[Start of section]
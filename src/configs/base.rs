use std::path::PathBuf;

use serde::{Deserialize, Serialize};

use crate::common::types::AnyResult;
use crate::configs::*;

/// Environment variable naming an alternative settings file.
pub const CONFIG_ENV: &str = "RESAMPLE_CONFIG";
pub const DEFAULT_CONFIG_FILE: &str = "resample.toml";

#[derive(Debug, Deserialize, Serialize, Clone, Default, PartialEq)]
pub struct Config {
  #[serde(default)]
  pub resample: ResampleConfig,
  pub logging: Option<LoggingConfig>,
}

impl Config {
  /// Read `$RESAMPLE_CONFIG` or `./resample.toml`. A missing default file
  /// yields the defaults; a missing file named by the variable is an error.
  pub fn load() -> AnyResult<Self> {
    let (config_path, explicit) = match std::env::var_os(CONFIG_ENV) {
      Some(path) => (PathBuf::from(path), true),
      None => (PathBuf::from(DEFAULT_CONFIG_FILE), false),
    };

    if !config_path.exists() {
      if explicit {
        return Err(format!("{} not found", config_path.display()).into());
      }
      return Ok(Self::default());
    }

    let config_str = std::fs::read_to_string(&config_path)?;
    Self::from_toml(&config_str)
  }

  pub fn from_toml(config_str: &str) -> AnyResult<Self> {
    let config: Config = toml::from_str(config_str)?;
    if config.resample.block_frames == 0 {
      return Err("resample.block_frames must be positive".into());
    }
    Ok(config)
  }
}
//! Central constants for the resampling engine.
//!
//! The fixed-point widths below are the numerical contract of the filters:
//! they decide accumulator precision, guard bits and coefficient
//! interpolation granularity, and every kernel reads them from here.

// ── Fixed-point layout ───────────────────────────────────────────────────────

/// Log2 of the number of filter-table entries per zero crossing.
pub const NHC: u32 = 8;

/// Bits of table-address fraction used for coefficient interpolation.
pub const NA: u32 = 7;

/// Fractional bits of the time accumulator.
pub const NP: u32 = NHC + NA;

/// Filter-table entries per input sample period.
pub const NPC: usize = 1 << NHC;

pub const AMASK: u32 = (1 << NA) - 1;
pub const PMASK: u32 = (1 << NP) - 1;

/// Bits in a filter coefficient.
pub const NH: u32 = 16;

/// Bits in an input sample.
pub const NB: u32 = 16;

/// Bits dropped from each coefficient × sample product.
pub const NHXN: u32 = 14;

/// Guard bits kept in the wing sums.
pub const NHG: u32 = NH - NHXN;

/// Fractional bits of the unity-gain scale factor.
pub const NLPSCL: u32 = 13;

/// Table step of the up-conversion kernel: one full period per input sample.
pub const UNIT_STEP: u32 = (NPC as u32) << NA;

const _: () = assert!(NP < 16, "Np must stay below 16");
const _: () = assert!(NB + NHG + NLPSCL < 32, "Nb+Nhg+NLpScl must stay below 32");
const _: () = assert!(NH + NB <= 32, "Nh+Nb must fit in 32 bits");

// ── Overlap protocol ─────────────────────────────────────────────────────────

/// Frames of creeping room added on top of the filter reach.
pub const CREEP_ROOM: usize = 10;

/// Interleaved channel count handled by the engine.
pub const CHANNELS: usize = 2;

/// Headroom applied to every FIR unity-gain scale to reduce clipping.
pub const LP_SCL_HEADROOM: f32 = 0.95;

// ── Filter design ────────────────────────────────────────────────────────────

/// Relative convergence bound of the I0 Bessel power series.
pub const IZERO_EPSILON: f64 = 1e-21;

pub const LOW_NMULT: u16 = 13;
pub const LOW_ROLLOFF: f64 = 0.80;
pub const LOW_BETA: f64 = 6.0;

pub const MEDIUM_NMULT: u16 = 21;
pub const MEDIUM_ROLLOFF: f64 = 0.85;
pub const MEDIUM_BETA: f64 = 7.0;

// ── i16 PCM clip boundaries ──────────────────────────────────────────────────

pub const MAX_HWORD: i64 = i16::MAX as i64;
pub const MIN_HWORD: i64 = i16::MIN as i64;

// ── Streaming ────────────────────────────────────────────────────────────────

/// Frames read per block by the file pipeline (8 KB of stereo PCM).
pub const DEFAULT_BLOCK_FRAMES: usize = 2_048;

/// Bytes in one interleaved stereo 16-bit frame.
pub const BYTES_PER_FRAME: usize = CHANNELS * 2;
[End of section]
▸ EXERCISE DESCRIPTION
When you reach the line that contains "let config: Config", stop; output it and every line before it from the start of the data, exactly as written.

▸ RESULT
filename src/configs/base.rs
use std::path::PathBuf;

use serde::{Deserialize, Serialize};

use crate::common::types::AnyResult;
use crate::configs::*;

/// Environment variable naming an alternative settings file.
pub const CONFIG_ENV: &str = "RESAMPLE_CONFIG";
pub const DEFAULT_CONFIG_FILE: &str = "resample.toml";

#[derive(Debug, Deserialize, Serialize, Clone, Default, PartialEq)]
pub struct Config {
  #[serde(default)]
  pub resample: ResampleConfig,
  pub logging: Option<LoggingConfig>,
}

impl Config {
  /// Read `$RESAMPLE_CONFIG` or `./resample.toml`. A missing default file
  /// yields the defaults; a missing file named by the variable is an error.
  pub fn load() -> AnyResult<Self> {
    let (config_path, explicit) = match std::env::var_os(CONFIG_ENV) {
      Some(path) => (PathBuf::from(path), true),
      None => (PathBuf::from(DEFAULT_CONFIG_FILE), false),
    };

    if !config_path.exists() {
      if explicit {
        return Err(format!("{} not found", config_path.display()).into());
      }
      return Ok(Self::default());
    }

    let config_str = std::fs::read_to_string(&config_path)?;
    Self::from_toml(&config_str)
  }

  pub fn from_toml(config_str: &str) -> AnyResult<Self> {
    let config: Config = toml::from_str(config_str)?;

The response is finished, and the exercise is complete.